Their actions, with started to prevent Newham moving them to distant areas of the country away and have resulted in them being rehoused in London, soon developed into a much wider campaign for proper housing for the people of London who are facing being replaced by a new and wealthy population.
Private rents in London have soared, with a housing problem caused largely by the decline in social housing as homes lost to social housing under 'right to buy' not being replaced. Most housing associations seem to be increasingly catering for those able to afford the very high 'market' rents in London, perhaps £1500 pcm for a one bed flat, and private development building large towers to sell abroad as investments rather than to live in.
Low interest rates make investment in London housing, with its high annual increases in property prices attractive to those with large amounts of money to invest, and also enable those with incomes well above average to buy London properties, either to live in or to let. Low interest rates and high rents mean that most London tenants are paying well above the cost of the mortgages to the owners, so that they are subsidising the cost of buying the property.

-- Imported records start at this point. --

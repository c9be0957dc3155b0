use argshape::prelude::*;

#[command(about = "Sum the items.")]
fn summer(#[argshape(positional, help = "The items to sum.")] items: Vec<u32>) -> u32 {
    items.iter().sum()
}

fn main() -> Result<(), Error> {
    let sum = App::expanded::<SummerArgs>("summer").run()?;
    println!("Sum: {sum}");
    Ok(())
}
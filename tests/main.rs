use argshape::prelude::*;
use argshape::{DeclarationError, ShapeError};
use assert_matches::assert_matches;
use rand::distributions::Alphanumeric;
use rand::{thread_rng, Rng};

#[derive(Debug, Clone, PartialEq, ShapeEnum)]
#[argshape(rename_all = "SCREAMING_SNAKE_CASE")]
enum PrintFormat {
    LinePerEntry,
    Pretty,
}

#[derive(Debug, PartialEq, Shape)]
#[argshape(about = "List directory contents.")]
struct Ls {
    #[argshape(default_factory = Vec::new, help = "Patterns to skip.")]
    excludes: Vec<String>,
    #[argshape(default = PrintFormat::Pretty)]
    print_format: PrintFormat,
    #[argshape(positional)]
    paths: Vec<String>,
}

#[test]
fn repeated_option() {
    // Setup
    let parser = ArgumentParser::<Ls>::new("ls").unwrap();

    // Execute
    let ls = parser
        .parse_tokens(&["--exclude", "a", "--exclude", "b", "--exclude", "c"])
        .unwrap();

    // Verify
    assert_eq!(
        ls,
        Ls {
            excludes: vec!["a".to_string(), "b".to_string(), "c".to_string()],
            print_format: PrintFormat::Pretty,
            paths: Vec::default(),
        }
    );
}

#[test]
fn repeated_positional() {
    // Setup
    let parser = ArgumentParser::<Ls>::new("ls").unwrap();

    // Execute
    let empty = parser.parse_tokens(&[]).unwrap();
    let ls = parser.parse_tokens(&["x1", "x2", "x3"]).unwrap();

    // Verify
    assert_eq!(empty.paths, Vec::<String>::default());
    assert_eq!(
        ls.paths,
        vec!["x1".to_string(), "x2".to_string(), "x3".to_string()]
    );
}

#[test]
fn enumeration() {
    // Setup
    let parser = ArgumentParser::<Ls>::new("ls").unwrap();

    // Execute
    let ls = parser
        .parse_tokens(&["--print-format", "LINE_PER_ENTRY"])
        .unwrap();
    let error = parser.parse_tokens(&["--print-format", "FANCY"]).unwrap_err();

    // Verify
    assert_eq!(ls.print_format, PrintFormat::LinePerEntry);
    assert_matches!(error, Error::Exit(1));
    let help = parser.help();
    assert!(help.contains("{LINE_PER_ENTRY, PRETTY}"), "{help}");
    assert!(help.contains("List directory contents."), "{help}");
}

#[test]
fn help_exits() {
    // Setup
    let parser = ArgumentParser::<Ls>::new("ls").unwrap();

    // Execute
    let error = parser.parse_tokens(&["--help"]).unwrap_err();

    // Verify
    assert_matches!(error, Error::Exit(0));
}

#[derive(Debug, PartialEq, Shape)]
struct Paint {
    #[argshape(default = true)]
    color: bool,
    #[argshape(default = false)]
    glossy: bool,
}

#[test]
fn toggles() {
    // Setup
    let parser = ArgumentParser::<Paint>::new("paint").unwrap();

    // Execute
    let defaults = parser.parse_tokens(&[]).unwrap();
    let toggled = parser.parse_tokens(&["--no-color", "--glossy"]).unwrap();

    // Verify
    assert_eq!(
        defaults,
        Paint {
            color: true,
            glossy: false,
        }
    );
    assert_eq!(
        toggled,
        Paint {
            color: false,
            glossy: true,
        }
    );
    assert_matches!(parser.parse_tokens(&["--color"]), Err(Error::Exit(1)));
    assert_matches!(parser.parse_tokens(&["--no-glossy"]), Err(Error::Exit(1)));
}

#[derive(Debug, PartialEq, Shape)]
#[argshape(multiple_positionals)]
struct Ln {
    #[argshape(positional)]
    input: String,
    #[argshape(positional)]
    output: String,
    #[argshape(default = false, allow_short_flag)]
    force: bool,
}

#[test]
fn sequential_positionals() {
    // Setup
    let parser = ArgumentParser::<Ln>::new("ln").unwrap();

    // Execute
    let ln = parser.parse_tokens(&["x1", "x2"]).unwrap();
    let forced = parser.parse_tokens(&["x1", "x2", "-f"]).unwrap();

    // Verify
    assert_eq!(
        ln,
        Ln {
            input: "x1".to_string(),
            output: "x2".to_string(),
            force: false,
        }
    );
    assert_eq!(
        forced,
        Ln {
            input: "x1".to_string(),
            output: "x2".to_string(),
            force: true,
        }
    );
}

#[derive(Debug, PartialEq, Shape)]
struct Special {
    #[argshape(positional)]
    my_special: Vec<u32>,
}

#[test]
fn positional_integers() {
    // Setup
    let parser = ArgumentParser::<Special>::new("special").unwrap();

    // Execute
    let special = parser.parse_tokens(&["2", "4", "6", "8"]).unwrap();

    // Verify
    assert_eq!(special.my_special, vec![2, 4, 6, 8]);
}

#[derive(Debug, Shape)]
struct Cp {
    #[argshape(positional)]
    source: String,
    #[argshape(positional)]
    destination: String,
}

#[test]
fn multiple_positionals_rejected() {
    // Execute
    let error = ArgumentParser::<Cp>::new("cp").unwrap_err();

    // Verify
    assert_eq!(
        error,
        DeclarationError::MultiplePositionalFields {
            first: "source".to_string(),
            second: "destination".to_string(),
        }
    );
    let message = error.to_string();
    assert!(message.contains("source"));
    assert!(message.contains("destination"));
}

#[derive(Debug, Shape)]
struct Cat {
    #[argshape(positional)]
    source: String,
}

#[test]
fn unsupplied_positional_scalar() {
    // Setup
    let parser = ArgumentParser::<Cat>::new("cat").unwrap();

    // Execute
    let error = parser.parse_tokens(&[]).unwrap_err();

    // Verify
    assert_eq!(
        error,
        Error::Shape(ShapeError::MissingField {
            shape: "Cat".to_string(),
            field: "source".to_string(),
        })
    );
    assert_eq!(parser.parse_tokens(&["x"]).unwrap().source, "x");
}

fn token() -> String {
    "t0k3n".to_string()
}

#[derive(Debug, PartialEq, Shape)]
struct Login {
    #[argshape(cmdline = false, default_factory = token)]
    token: String,
    #[argshape(default = 0)]
    retries: u8,
}

#[test]
fn cmdline_excluded() {
    // Setup
    let parser = ArgumentParser::<Login>::new("login").unwrap();

    // Execute
    let login = parser.parse_tokens(&["--retries", "3"]).unwrap();

    // Verify
    assert_eq!(
        login,
        Login {
            token: "t0k3n".to_string(),
            retries: 3,
        }
    );
    assert!(!parser.help().contains("token"));
    assert!(!parser.help().contains("TOKEN"));
    assert_matches!(parser.parse_tokens(&["--token", "x"]), Err(Error::Exit(1)));
}

#[derive(Debug, PartialEq, Shape)]
struct Compress {
    level: Option<u8>,
    #[argshape(args = ["-o", "--out"], default = String::from("out.gz"))]
    output: String,
    #[argshape(default = 1, short_flag = 'j')]
    jobs: u16,
}

#[test]
fn optional_and_explicit_flags() {
    // Setup
    let parser = ArgumentParser::<Compress>::new("compress").unwrap();

    // Execute
    let defaults = parser.parse_tokens(&[]).unwrap();
    let compress = parser
        .parse_tokens(&["--level", "9", "-o", "x.gz", "-j", "4"])
        .unwrap();

    // Verify
    assert_eq!(
        defaults,
        Compress {
            level: None,
            output: "out.gz".to_string(),
            jobs: 1,
        }
    );
    assert_eq!(
        compress,
        Compress {
            level: Some(9),
            output: "x.gz".to_string(),
            jobs: 4,
        }
    );
    assert_matches!(parser.parse_tokens(&["--output", "x.gz"]), Err(Error::Exit(1)));
}

#[derive(Debug, PartialEq, Shape)]
struct Common {
    #[argshape(default = false)]
    verbose: bool,
    #[argshape(default = 1)]
    depth: u8,
}

#[derive(Debug, PartialEq, Shape)]
struct Tree {
    #[argshape(base)]
    common: Common,
    #[argshape(default = 3)]
    depth: u8,
    #[argshape(positional)]
    root: Option<String>,
}

#[test]
fn inherited_fields() {
    // Setup
    let parser = ArgumentParser::<Tree>::new("tree").unwrap();

    // Execute
    let defaults = parser.parse_tokens(&[]).unwrap();
    let tree = parser
        .parse_tokens(&["--verbose", "--depth", "7", "here"])
        .unwrap();

    // Verify
    let fields: Vec<&str> = parser.schema().rules().iter().map(|r| r.field()).collect();
    assert_eq!(fields, vec!["verbose", "depth", "root"]);
    assert_eq!(
        defaults,
        Tree {
            common: Common {
                verbose: false,
                depth: 3,
            },
            depth: 3,
            root: None,
        }
    );
    assert_eq!(
        tree,
        Tree {
            common: Common {
                verbose: true,
                depth: 7,
            },
            depth: 7,
            root: Some("here".to_string()),
        }
    );
}

#[derive(Debug, Shape)]
struct Level {
    verbosity: u32,
}

#[derive(Debug, Shape)]
struct Narrowed {
    #[argshape(base)]
    level: Level,
    verbosity: u8,
}

#[test]
fn inherited_field_retyped() {
    // Execute
    let error = ArgumentParser::<Narrowed>::new("narrowed").unwrap_err();

    // Verify
    assert_eq!(
        error,
        DeclarationError::ShadowTypeMismatch {
            field: "verbosity".to_string(),
            type_name: "u8".to_string(),
            inherited: "u32".to_string(),
        }
    );
}

#[command(about = "Sum the items.")]
fn summer(#[argshape(positional)] items: Vec<u32>, #[argshape(default = 0)] start: u32) -> u32 {
    start + items.iter().sum::<u32>()
}

#[test]
fn command_expanded() {
    // Execute
    let sum = App::expanded::<SummerArgs>("summer")
        .run_tokens(&["1", "2", "3", "--start", "10"])
        .unwrap();
    let empty = App::expanded::<SummerArgs>("summer").run_tokens(&[]).unwrap();

    // Verify
    assert_eq!(sum, 16);
    assert_eq!(empty, 0);
    assert_eq!(summer(vec![1], 1), 2);
}

#[test]
fn command_instance() {
    // Execute
    let ls = App::new("ls", |ls: Ls| ls)
        .run_tokens(&["--exclude", "a", "x"])
        .unwrap();

    // Verify
    assert_eq!(ls.excludes, vec!["a".to_string()]);
    assert_eq!(ls.paths, vec!["x".to_string()]);
}

#[test]
fn signature_missing_annotation() {
    // Setup
    let signature = Signature::new("greet")
        .param(Param::new("name").typed::<String>())
        .param(Param::new("times"));

    // Execute
    let error = App::signature("greet", signature, |_| ())
        .run_tokens(&[])
        .unwrap_err();

    // Verify
    assert_eq!(
        error,
        Error::Declaration(DeclarationError::MissingAnnotation("times".to_string()))
    );
}

#[test]
fn signature_record() {
    // Setup
    let signature = Signature::new("greet")
        .param(Param::new("name").typed::<String>())
        .param(Param::new("times").typed::<u8>().default(2u8));

    // Execute
    let (name, times) = App::signature("greet", signature, |record| {
        (
            record.get::<String>("name").cloned(),
            record.get::<u8>("times").copied(),
        )
    })
    .run_tokens(&["--name", "ada"])
    .unwrap();

    // Verify
    assert_eq!(name, Some("ada".to_string()));
    assert_eq!(times, Some(2));
}

#[derive(Debug, PartialEq, Shape)]
struct Scalars {
    count: u32,
    offset: i64,
    ratio: f64,
    label: String,
}

#[test]
fn formatted_values_round_trip() {
    let mut rng = thread_rng();
    let parser = ArgumentParser::<Scalars>::new("scalars").unwrap();

    for _ in 0..20 {
        // Setup
        let length = rng.gen_range(1..12);
        let expected = Scalars {
            count: rng.gen(),
            offset: rng.gen(),
            ratio: rng.gen_range(-1000.0..1000.0),
            label: (&mut rng)
                .sample_iter(&Alphanumeric)
                .take(length)
                .map(char::from)
                .collect(),
        };
        let count = expected.count.to_string();
        let offset = expected.offset.to_string();
        let ratio = expected.ratio.to_string();

        // Execute
        let scalars = parser
            .parse_tokens(&[
                "--count",
                &count,
                "--offset",
                &offset,
                "--ratio",
                &ratio,
                "--label",
                &expected.label,
            ])
            .unwrap();

        // Verify
        assert_eq!(scalars, expected);
    }
}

As well as speeches from members of Focus E15 and the Revolutionary Communist
Group that backs them, people from other London groups concerned with housing
also spoke before the march. There were a huge number of groups supporting
the march - Boleyn Dev 100, Revolutionary Communist Group, Newham Monitoring
Project, Action East End, Streets Kitchen, Reclaim Hackney, Reclaim Tower
Hamlets, Eviction Resistance Network, Left Unity, People Before Profit, Lewisham
Housing Action Group, Grenfell Action Group, South Essex Heckler, Basildon
and Southend Housing Action, National Campaign Against Fees and Cuts, Clapton
Ultras, (London) Radical Assembly, Disabled People Against Cuts, Movement
for Justice, Freedom Without Fear Platform, The Trewps, United Voices of the
World, Brick Lane Debates, Architects for Social Housing (ASH) Fuel Poverty
Action, Camden Resists, Digs, The Fourth Wave: London Feminist Activists,
Housing Action Southwark & Lambeth, National Bargee Traveller's Association,
Sweets Way Resists, Advisory Service for Squatters (ASS), Our West Hendon,
Newham Peoples Alliance, Anarchist Federation, Friends of the Joiners Arms,
999 Call For NHS, Class War, Tower Hamlets Green Party, Radical Housing Network,
Sisters Uncut, Feminist Fightback - but fortunately not all of them spoke.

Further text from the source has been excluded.